## Choosing the right metric for your data science/machine learning project: class imbalance

A few days ago, I read a fantastic article about how to deliver on ML projects on medium. It got me thinking about all the mistakes I made when I was first learning about machine learning. Back then, I was so fascinated by the different kinds of machine learning models available and learned my first lesson when I was training an XGBoost model on a highly imbalanced dataset using accuracy as the metric.

The lesson learned was that choosing the right metrics are so much more critical than selecting correct algorithms. Selecting the right metric is vital to the success or failure for a business problem.
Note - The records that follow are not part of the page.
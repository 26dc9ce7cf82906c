use super::*;
use crate::filter::operation::{BlendMode, CompositeOperator};
use crate::foundation::core::Subregion;

fn src() -> ImageBuffer {
    ImageBuffer::filled(2, 2, [255, 0, 0, 255]).unwrap()
}

#[test]
fn execute_without_selection_is_none() {
    let reg = FilterRegistry::new();
    assert!(reg.execute(&src(), &src()).is_none());
}

#[test]
fn define_filter_selects_and_replaces() {
    let mut reg = FilterRegistry::new();
    {
        let mut b = reg.define_filter("a");
        b.add(Operation::flood(0x0000ff, 1.0));
        b.add(Operation::flood(0x00ff00, 1.0));
    }
    assert_eq!(reg.current_name(), Some("a"));
    assert_eq!(reg.get("a").map(FilterStack::len), Some(2));

    reg.define_filter("a");
    assert_eq!(reg.get("a").map(FilterStack::len), Some(0));
    assert_eq!(reg.len(), 1);
}

#[test]
fn add_operation_targets_current_filter() {
    let mut reg = FilterRegistry::new();
    reg.add_operation(Operation::flood(0, 1.0));
    assert!(reg.is_empty());

    reg.define_filter("first");
    reg.define_filter("second");
    assert!(reg.set_filter("first"));
    reg.add_operation(Operation::flood(0x0000ff, 1.0));
    assert_eq!(reg.get("first").map(FilterStack::len), Some(1));
    assert_eq!(reg.get("second").map(FilterStack::len), Some(0));

    let out = reg.execute(&src(), &src()).unwrap();
    assert_eq!(out.pixel(0, 0), Some([0, 0, 255, 255]));
}

#[test]
fn unknown_set_filter_clears_selection() {
    let mut reg = FilterRegistry::new();
    reg.define_filter("a");
    assert!(!reg.set_filter("missing"));
    assert_eq!(reg.current_name(), None);
    reg.add_operation(Operation::flood(0, 1.0));
    assert_eq!(reg.get("a").map(FilterStack::len), Some(0));
}

#[test]
fn names_are_sorted_and_remove_clears_current() {
    let mut reg = FilterRegistry::new();
    reg.define_filter("b");
    reg.define_filter("a");
    assert_eq!(reg.names(), vec!["a", "b"]);
    assert!(reg.remove("a").is_some());
    assert_eq!(reg.current_name(), None);
    assert!(reg.remove("a").is_none());
    assert_eq!(reg.names(), vec!["b"]);
}

#[test]
fn builder_default_input_and_result_names() {
    let mut reg = FilterRegistry::new();
    let mut b = reg.define_filter("shadow");
    assert!(b.is_empty());
    assert_eq!(b.default_input(), InputRef::Source);

    b.add_with_result("blur", Operation::gaussian_blur(InputRef::SourceAlpha, 2.0, 2.0));
    assert_eq!(b.default_input(), InputRef::Node(0));
    assert_eq!(b.resolve_input("blur"), Some(InputRef::Node(0)));
    assert_eq!(b.resolve_input("SourceGraphic"), Some(InputRef::Source));
    assert_eq!(b.resolve_input("nope"), None);

    let i = b.add(Operation::offset(InputRef::Node(0), 1.0, 1.0));
    assert_eq!(i, 1);
    assert_eq!(b.len(), 2);
}

#[test]
fn raw_shims_decode_codes() {
    let mut reg = FilterRegistry::new();
    reg.define_filter("raw");
    reg.add_fe_flood(1, 2, 3, 4, -1, 0xff11_2233, 1.0);
    reg.add_fe_offset(0, 0, 0, 0, 0, 1.0, 0.0);
    reg.add_fe_blend(0, 0, 0, 0, -1, 1, 1);
    reg.add_fe_composite(0, 0, 0, 0, 2, -1, 2, [1.0, 2.0, 3.0, 4.0]);
    reg.add_fe_gaussian_blur(0, 0, 0, 0, 3, 0.0, 4.0);

    let ops = reg.get("raw").unwrap().operations();
    assert_eq!(ops.len(), 5);
    assert_eq!(ops[0].region(), Subregion::new(1, 2, 3, 4));
    match &ops[0] {
        Operation::Flood(f) => assert_eq!(f.color.0, 0x0011_2233),
        other => panic!("expected flood, got {other:?}"),
    }
    match &ops[2] {
        Operation::Blend(b) => {
            assert_eq!(b.mode, BlendMode::Multiply);
            assert_eq!(b.input2, InputRef::Node(1));
        }
        other => panic!("expected blend, got {other:?}"),
    }
    match &ops[3] {
        Operation::Composite(c) => {
            assert_eq!(c.operator, CompositeOperator::In);
            assert_eq!(c.k, [1.0, 2.0, 3.0, 4.0]);
        }
        other => panic!("expected composite, got {other:?}"),
    }
    match &ops[4] {
        Operation::GaussianBlur(g) => assert_eq!((g.std_dev_x, g.std_dev_y), (4.0, 4.0)),
        other => panic!("expected blur, got {other:?}"),
    }
}

#[test]
fn unknown_codes_fall_back() {
    let mut reg = FilterRegistry::new();
    reg.define_filter("raw");
    reg.add_fe_blend(0, 0, 0, 0, -1, -3, 99);
    reg.add_fe_composite(0, 0, 0, 0, 0, -1, -3, [0.0; 4]);
    let ops = reg.get("raw").unwrap().operations();
    assert!(matches!(&ops[0], Operation::Blend(b) if b.mode == BlendMode::Normal));
    assert!(matches!(&ops[1], Operation::Composite(c) if c.operator == CompositeOperator::Over));
}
## Metrics in Imbalanced class classification

Choosing the correct metric for an imbalanced classification problem is a crucial first step in building the models. For credit card fraud detection, this problem is most profound since the majority of the transactions are legit.

If you use the accuracy as a metric, you will likely get a really high accuracy using any model. Imagine that out of 100 transactions, there is 1 fraudulent one. The accuracy for the model that predicts all transactions to be legit is 99%. But this model is useless at best.

What kind of metrics could you use? There are metrics like F-measure, ROC/AUC, recall, kappa, precision, balanced accuracy and etc., which all measure a different aspect of the model. Sklearn website has more metrics to choose from.

Different metrics

The precision is that given the predicted value are true, what is the true label percentage, expressed in conditional probability as  P( True label | predicted True )

The recall is that given the labels are true, what is the percentage of them are predicted to be true, expressed in conditional probability as P( predicted True | True label ). The recall is equal to the sensitivity in the hypothesis testing.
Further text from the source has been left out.